**WHAT THE TASK ASKS:** Every entry, from the first line to the last, should be output exactly.

**PROVIDED RECORDS:**
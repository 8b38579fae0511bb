//! Connect command implementation.

use anyhow::Result;

use justserve_core::server::pages::format_transfer_size;

use super::ConnectArgs;

/// Run the connect command.
pub async fn run(args: ConnectArgs) -> Result<()> {
    let app = super::build_app();
    let info = app
        .connect_to_p2p_peer(&args.address)
        .await
        .inspect_err(super::show_suggestion)?;

    if args.json {
        println!("{}", serde_json::to_string_pretty(&info)?);
        return Ok(());
    }

    let is_dir = info["isDir"].as_bool().unwrap_or(false);
    println!();
    println!("  Name:  {}", info["fileName"].as_str().unwrap_or_default());
    println!(
        "  Size:  {}",
        format_transfer_size(info["fileSize"].as_u64().unwrap_or(0))
    );
    println!("  Type:  {}", if is_dir { "Folder (ZIP)" } else { "File" });
    println!("  Code:  {}", info["code"].as_str().unwrap_or_default());
    println!();
    println!("  Download: {}/p2p/download", base_url(&args.address));
    println!();
    Ok(())
}

fn base_url(address: &str) -> String {
    let trimmed = address.trim().trim_end_matches('/');
    if trimmed.contains("://") {
        trimmed.to_string()
    } else {
        format!("http://{trimmed}")
    }
}
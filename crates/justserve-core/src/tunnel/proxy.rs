//! Reverse HTTP proxy placed between the relay agent and a local port.

use axum::{
    body::{Body, Bytes},
    extract::{Request, State},
    http::{header, HeaderMap, HeaderName, StatusCode},
    response::{IntoResponse, Response},
    Router,
};
use futures::StreamExt;
use tokio::sync::mpsc;
use tokio_stream::wrappers::ReceiverStream;

/// Headers that describe a single hop and must not be forwarded.
const HOP_BY_HOP: [HeaderName; 8] = [
    header::CONNECTION,
    HeaderName::from_static("keep-alive"),
    header::PROXY_AUTHENTICATE,
    header::PROXY_AUTHORIZATION,
    header::TE,
    header::TRAILER,
    header::TRANSFER_ENCODING,
    header::UPGRADE,
];

#[derive(Clone)]
struct ProxyState {
    client: reqwest::Client,
    upstream: String,
}

/// Router forwarding every request to `http://localhost:<port>`.
pub fn router(port: u16) -> Router {
    let client = reqwest::Client::builder()
        .redirect(reqwest::redirect::Policy::none())
        .build()
        .unwrap_or_default();

    Router::new().fallback(forward).with_state(ProxyState {
        client,
        upstream: format!("http://localhost:{port}"),
    })
}

async fn forward(State(state): State<ProxyState>, request: Request) -> Response {
    let (parts, body) = request.into_parts();
    let path = parts.uri.path_and_query().map_or("/", |pq| pq.as_str());
    let url = format!("{}{}", state.upstream, path);

    let mut headers = parts.headers;
    strip_hop_by_hop(&mut headers);
    headers.remove(header::HOST);

    let upstream = state
        .client
        .request(parts.method, &url)
        .headers(headers)
        .body(reqwest::Body::wrap_stream(forward_body(body)))
        .send()
        .await;

    match upstream {
        Ok(upstream) => {
            let status = upstream.status();
            let mut headers = upstream.headers().clone();
            strip_hop_by_hop(&mut headers);

            let mut response = Response::new(Body::from_stream(upstream.bytes_stream()));
            *response.status_mut() = status;
            *response.headers_mut() = headers;
            response
        }
        Err(e) => {
            tracing::warn!("Proxy request to {} failed: {}", url, e);
            (StatusCode::BAD_GATEWAY, "Bad Gateway").into_response()
        }
    }
}

/// Re-emit the inbound body through a channel so the outbound client gets
/// a `Sync` stream.
fn forward_body(body: Body) -> ReceiverStream<Result<Bytes, axum::Error>> {
    let (tx, rx) = mpsc::channel(8);
    tokio::spawn(async move {
        let mut stream = body.into_data_stream();
        while let Some(chunk) = stream.next().await {
            if tx.send(chunk).await.is_err() {
                break;
            }
        }
    });
    ReceiverStream::new(rx)
}

fn strip_hop_by_hop(headers: &mut HeaderMap) {
    for name in &HOP_BY_HOP {
        headers.remove(name);
    }
}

**SOLUTION TO THIS EXERCISE:**
repository 8b38579fae0511bb
//! Connect command implementation.

use anyhow::Result;

use justserve_core::server::pages::format_transfer_size;

use super::ConnectArgs;

/// Run the connect command.
pub async fn run(args: ConnectArgs) -> Result<()> {
    let app = super::build_app();
    let info = app
        .connect_to_p2p_peer(&args.address)
        .await
        .inspect_err(super::show_suggestion)?;

    if args.json {
        println!("{}", serde_json::to_string_pretty(&info)?);
        return Ok(());
    }

    let is_dir = info["isDir"].as_bool().unwrap_or(false);
    println!();
    println!("  Name:  {}", info["fileName"].as_str().unwrap_or_default());
    println!(
        "  Size:  {}",
        format_transfer_size(info["fileSize"].as_u64().unwrap_or(0))
    );
    println!("  Type:  {}", if is_dir { "Folder (ZIP)" } else { "File" });
    println!("  Code:  {}", info["code"].as_str().unwrap_or_default());
    println!();
    println!("  Download: {}/p2p/download", base_url(&args.address));
    println!();
    Ok(())
}

fn base_url(address: &str) -> String {
    let trimmed = address.trim().trim_end_matches('/');
    if trimmed.contains("://") {
        trimmed.to_string()
    } else {
        format!("http://{trimmed}")
    }
}
filename crates/justserve-core/src/tunnel/proxy.rs
//! Reverse HTTP proxy placed between the relay agent and a local port.

use axum::{
    body::{Body, Bytes},
    extract::{Request, State},
    http::{header, HeaderMap, HeaderName, StatusCode},
    response::{IntoResponse, Response},
    Router,
};
use futures::StreamExt;
use tokio::sync::mpsc;
use tokio_stream::wrappers::ReceiverStream;

/// Headers that describe a single hop and must not be forwarded.
const HOP_BY_HOP: [HeaderName; 8] = [
    header::CONNECTION,
    HeaderName::from_static("keep-alive"),
    header::PROXY_AUTHENTICATE,
    header::PROXY_AUTHORIZATION,
    header::TE,
    header::TRAILER,
    header::TRANSFER_ENCODING,
    header::UPGRADE,
];

#[derive(Clone)]
struct ProxyState {
    client: reqwest::Client,
    upstream: String,
}

/// Router forwarding every request to `http://localhost:<port>`.
pub fn router(port: u16) -> Router {
    let client = reqwest::Client::builder()
        .redirect(reqwest::redirect::Policy::none())
        .build()
        .unwrap_or_default();

    Router::new().fallback(forward).with_state(ProxyState {
        client,
        upstream: format!("http://localhost:{port}"),
    })
}

async fn forward(State(state): State<ProxyState>, request: Request) -> Response {
    let (parts, body) = request.into_parts();
    let path = parts.uri.path_and_query().map_or("/", |pq| pq.as_str());
    let url = format!("{}{}", state.upstream, path);

    let mut headers = parts.headers;
    strip_hop_by_hop(&mut headers);
    headers.remove(header::HOST);

    let upstream = state
        .client
        .request(parts.method, &url)
        .headers(headers)
        .body(reqwest::Body::wrap_stream(forward_body(body)))
        .send()
        .await;

    match upstream {
        Ok(upstream) => {
            let status = upstream.status();
            let mut headers = upstream.headers().clone();
            strip_hop_by_hop(&mut headers);

            let mut response = Response::new(Body::from_stream(upstream.bytes_stream()));
            *response.status_mut() = status;
            *response.headers_mut() = headers;
            response
        }
        Err(e) => {
            tracing::warn!("Proxy request to {} failed: {}", url, e);
            (StatusCode::BAD_GATEWAY, "Bad Gateway").into_response()
        }
    }
}

/// Re-emit the inbound body through a channel so the outbound client gets
/// a `Sync` stream.
fn forward_body(body: Body) -> ReceiverStream<Result<Bytes, axum::Error>> {
    let (tx, rx) = mpsc::channel(8);
    tokio::spawn(async move {
        let mut stream = body.into_data_stream();
        while let Some(chunk) = stream.next().await {
            if tx.send(chunk).await.is_err() {
                break;
            }
        }
    });
    ReceiverStream::new(rx)
}

fn strip_hop_by_hop(headers: &mut HeaderMap) {
    for name in &HOP_BY_HOP {
        headers.remove(name);
    }
}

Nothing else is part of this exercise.